Fighting demons she could hardly fathom.
‘We need to get back,’ he said at last.
‘Of course we do,’ she said softly, but she knew this man now. Maybe two weeks of living together was too soon to judge someone-or maybe not. Maybe she’d judged him the first time she’d seen him. Okay, she hardly understood his demons, but demons there were and, prince or not, maybe the leap had to be hers.
‘You know that I love you,’ she said gently into the warm breeze, but his expression became even more grim.
‘Don’t.’
‘Don’t say what I feel?’
‘You don’t want this life.’
‘I like tiaras,’ she ventured, trying desperately for lightness. ‘And caviar and French champagne. At least,’ she added honestly, ‘I haven’t tasted caviar yet, but I’m sure I’ll like it. And if I don’t, I’m very good at faking.’
‘Jenny, don’t make this any harder than it has to be,’ he snapped, refusing to be deflected by humour. ‘I was a fool to bring you to Cepheus. I will not drag you into this royal life.’
‘You don’t have to drag me anywhere. I choose where to go. All you need to do is ask.’
‘Just leave it. You don’t know… The paparazzi yesterday was just a taste.
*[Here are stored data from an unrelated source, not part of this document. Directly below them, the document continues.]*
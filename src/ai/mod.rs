//! AI text generation behind a never-failing adapter.
//!
//! [`TextGenerator`] is the seam to the external model; [`GeminiClient`] is
//! the production implementation. [`Summarizer`] wraps an optional
//! generator and turns every failure mode into a typed error the caller can
//! show to users:
//!
//! - no generator configured → [`MembitError::AiNotInitialized`]
//! - response without candidates → [`MembitError::BlockedOrEmpty`]
//! - anything else → [`MembitError::Ai`] carrying the underlying message

mod gemini;

pub use gemini::{DEFAULT_GEMINI_BASE_URL, DEFAULT_GEMINI_MODEL, GeminiClient};

use std::sync::Arc;

use async_trait::async_trait;
use tracing::{debug, warn};

use crate::telemetry;
use crate::{MembitError, Result};

/// Default output token cap for [`Summarizer::call_gemini_safe`].
pub const DEFAULT_MAX_TOKENS: u32 = 180;

/// Default sampling temperature.
pub const DEFAULT_TEMPERATURE: f32 = 0.4;

/// Sampling parameters for one generation call.
#[derive(Debug, Clone, Copy, PartialEq)]
pub struct GenerationConfig {
    pub max_output_tokens: u32,
    pub temperature: f32,
}

impl Default for GenerationConfig {
    fn default() -> Self {
        Self {
            max_output_tokens: DEFAULT_MAX_TOKENS,
            temperature: DEFAULT_TEMPERATURE,
        }
    }
}

/// One completion candidate.
#[derive(Debug, Clone, Default, PartialEq, Eq)]
pub struct Candidate {
    /// Concatenated text parts; `None` when the candidate carried no text.
    pub text: Option<String>,
    pub finish_reason: Option<String>,
}

/// Raw model output.
#[derive(Debug, Clone, Default, PartialEq, Eq)]
pub struct Generation {
    pub candidates: Vec<Candidate>,
    /// Reason the prompt itself was blocked, if reported.
    pub block_reason: Option<String>,
}

/// Provider of text completions.
#[async_trait]
pub trait TextGenerator: Send + Sync {
    /// Provider name for logging/debugging.
    fn name(&self) -> &str;

    async fn generate(&self, prompt: &str, config: &GenerationConfig) -> Result<Generation>;
}

/// Adapter that never lets a generation failure escape as anything but a
/// returned error value.
#[derive(Clone)]
pub struct Summarizer {
    generator: Option<Arc<dyn TextGenerator>>,
    temperature: f32,
}

impl Summarizer {
    pub fn new(generator: Arc<dyn TextGenerator>) -> Self {
        Self {
            generator: Some(generator),
            temperature: DEFAULT_TEMPERATURE,
        }
    }

    /// A summarizer without a model (e.g. no API key configured).
    pub fn uninitialized() -> Self {
        Self {
            generator: None,
            temperature: DEFAULT_TEMPERATURE,
        }
    }

    pub fn with_temperature(mut self, temperature: f32) -> Self {
        self.temperature = temperature;
        self
    }

    pub fn is_initialized(&self) -> bool {
        self.generator.is_some()
    }

    /// Generate a completion for `prompt` capped at `max_tokens` output tokens.
    ///
    /// Returns the first candidate's text. Uninitialized, blocked and failed
    /// calls come back as errors whose `Display` is the user-facing reason.
    pub async fn call_gemini_safe(&self, prompt: &str, max_tokens: u32) -> Result<String> {
        let Some(generator) = &self.generator else {
            return Err(MembitError::AiNotInitialized);
        };

        let config = GenerationConfig {
            max_output_tokens: max_tokens,
            temperature: self.temperature,
        };
        let result = generator
            .generate(prompt, &config)
            .await
            .and_then(first_candidate_text);

        let status = if result.is_ok() { "ok" } else { "error" };
        metrics::counter!(telemetry::AI_REQUESTS_TOTAL, "status" => status).increment(1);

        match result {
            Ok(text) => {
                debug!(provider = generator.name(), chars = text.len(), "generation succeeded");
                Ok(text)
            }
            Err(e) => {
                warn!(provider = generator.name(), error = %e, "generation failed");
                Err(match e {
                    MembitError::AiNotInitialized | MembitError::BlockedOrEmpty | MembitError::Ai(_) => e,
                    other => MembitError::Ai(other.to_string()),
                })
            }
        }
    }
}

impl Default for Summarizer {
    fn default() -> Self {
        Self::uninitialized()
    }
}

fn first_candidate_text(generation: Generation) -> Result<String> {
    let Some(candidate) = generation.candidates.into_iter().next() else {
        match generation.block_reason.as_deref() {
            Some(reason) => warn!(block_reason = reason, "prompt blocked"),
            None => debug!("generation returned no candidates"),
        }
        return Err(MembitError::BlockedOrEmpty);
    };
    match candidate.text {
        Some(text) => Ok(text),
        None => Err(MembitError::Ai(format!(
            "response candidate contains no text (finish reason: {})",
            candidate.finish_reason.as_deref().unwrap_or("unknown")
        ))),
    }
}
Right now you’re seeing the romance, the fairy tale. You’ll wake in a year’s time and find nothing but a cage.’
‘You don’t think you might be overreacting?’ she ventured. ‘Not everyone at the Coronation ball looked like they’ve been locked up all their lives. Surely caviar can’t be that bad.’
But he wasn’t listening. ‘You’re my beautiful Jenny,’ he said. ‘You’re wild and free, and I won’t mess with who you are. You’ll always be my Jenny, and I’ll hold you in my heart for ever. From a distance.’
‘From how big a distance? From a photo in a frame?’ she demanded, indignant. ‘That sounds appalling. Or, better still, do you mean as your mistress on your island?’